Required action: Beginning with the line containing "writes exceeds the" and ending with the last line, repeat the records exactly.

--

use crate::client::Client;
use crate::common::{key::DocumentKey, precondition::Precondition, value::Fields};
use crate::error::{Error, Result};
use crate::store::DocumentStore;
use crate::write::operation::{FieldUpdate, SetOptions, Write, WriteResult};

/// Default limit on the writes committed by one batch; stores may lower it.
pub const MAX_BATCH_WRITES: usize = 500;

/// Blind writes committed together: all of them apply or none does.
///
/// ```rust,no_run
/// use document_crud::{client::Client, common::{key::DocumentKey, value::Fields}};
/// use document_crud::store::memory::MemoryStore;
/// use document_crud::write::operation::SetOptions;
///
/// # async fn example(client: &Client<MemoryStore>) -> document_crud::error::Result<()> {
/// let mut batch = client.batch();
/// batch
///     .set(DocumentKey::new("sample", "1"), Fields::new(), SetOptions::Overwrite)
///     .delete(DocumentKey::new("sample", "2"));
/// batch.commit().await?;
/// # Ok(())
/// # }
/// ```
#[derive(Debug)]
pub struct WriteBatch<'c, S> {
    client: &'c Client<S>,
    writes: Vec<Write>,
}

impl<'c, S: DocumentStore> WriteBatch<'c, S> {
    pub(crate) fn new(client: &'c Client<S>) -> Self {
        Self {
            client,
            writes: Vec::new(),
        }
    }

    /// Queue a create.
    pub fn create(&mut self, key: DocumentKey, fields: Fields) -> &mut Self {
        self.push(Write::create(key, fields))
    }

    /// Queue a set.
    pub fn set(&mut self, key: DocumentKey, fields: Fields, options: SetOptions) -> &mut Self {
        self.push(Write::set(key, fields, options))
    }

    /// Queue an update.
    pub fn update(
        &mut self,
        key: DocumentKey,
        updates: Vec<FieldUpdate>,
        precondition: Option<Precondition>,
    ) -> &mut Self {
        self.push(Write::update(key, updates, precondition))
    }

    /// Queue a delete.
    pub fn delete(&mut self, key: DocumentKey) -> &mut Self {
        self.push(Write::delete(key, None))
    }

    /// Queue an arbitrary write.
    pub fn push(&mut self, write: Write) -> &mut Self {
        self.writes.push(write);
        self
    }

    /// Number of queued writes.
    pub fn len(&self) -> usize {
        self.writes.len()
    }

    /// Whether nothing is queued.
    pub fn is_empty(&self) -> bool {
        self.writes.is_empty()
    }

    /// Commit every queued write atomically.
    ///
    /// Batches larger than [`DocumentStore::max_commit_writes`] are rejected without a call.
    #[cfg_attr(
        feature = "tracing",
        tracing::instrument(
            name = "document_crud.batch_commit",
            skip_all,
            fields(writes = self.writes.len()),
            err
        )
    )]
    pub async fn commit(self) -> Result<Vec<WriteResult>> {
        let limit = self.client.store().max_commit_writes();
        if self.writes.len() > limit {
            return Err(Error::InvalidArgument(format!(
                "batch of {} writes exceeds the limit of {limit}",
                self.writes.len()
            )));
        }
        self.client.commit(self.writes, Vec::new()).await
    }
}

--

Completed exercise:
                "batch of {} writes exceeds the limit of {limit}",
                self.writes.len()
            )));
        }
        self.client.commit(self.writes, Vec::new()).await
    }
}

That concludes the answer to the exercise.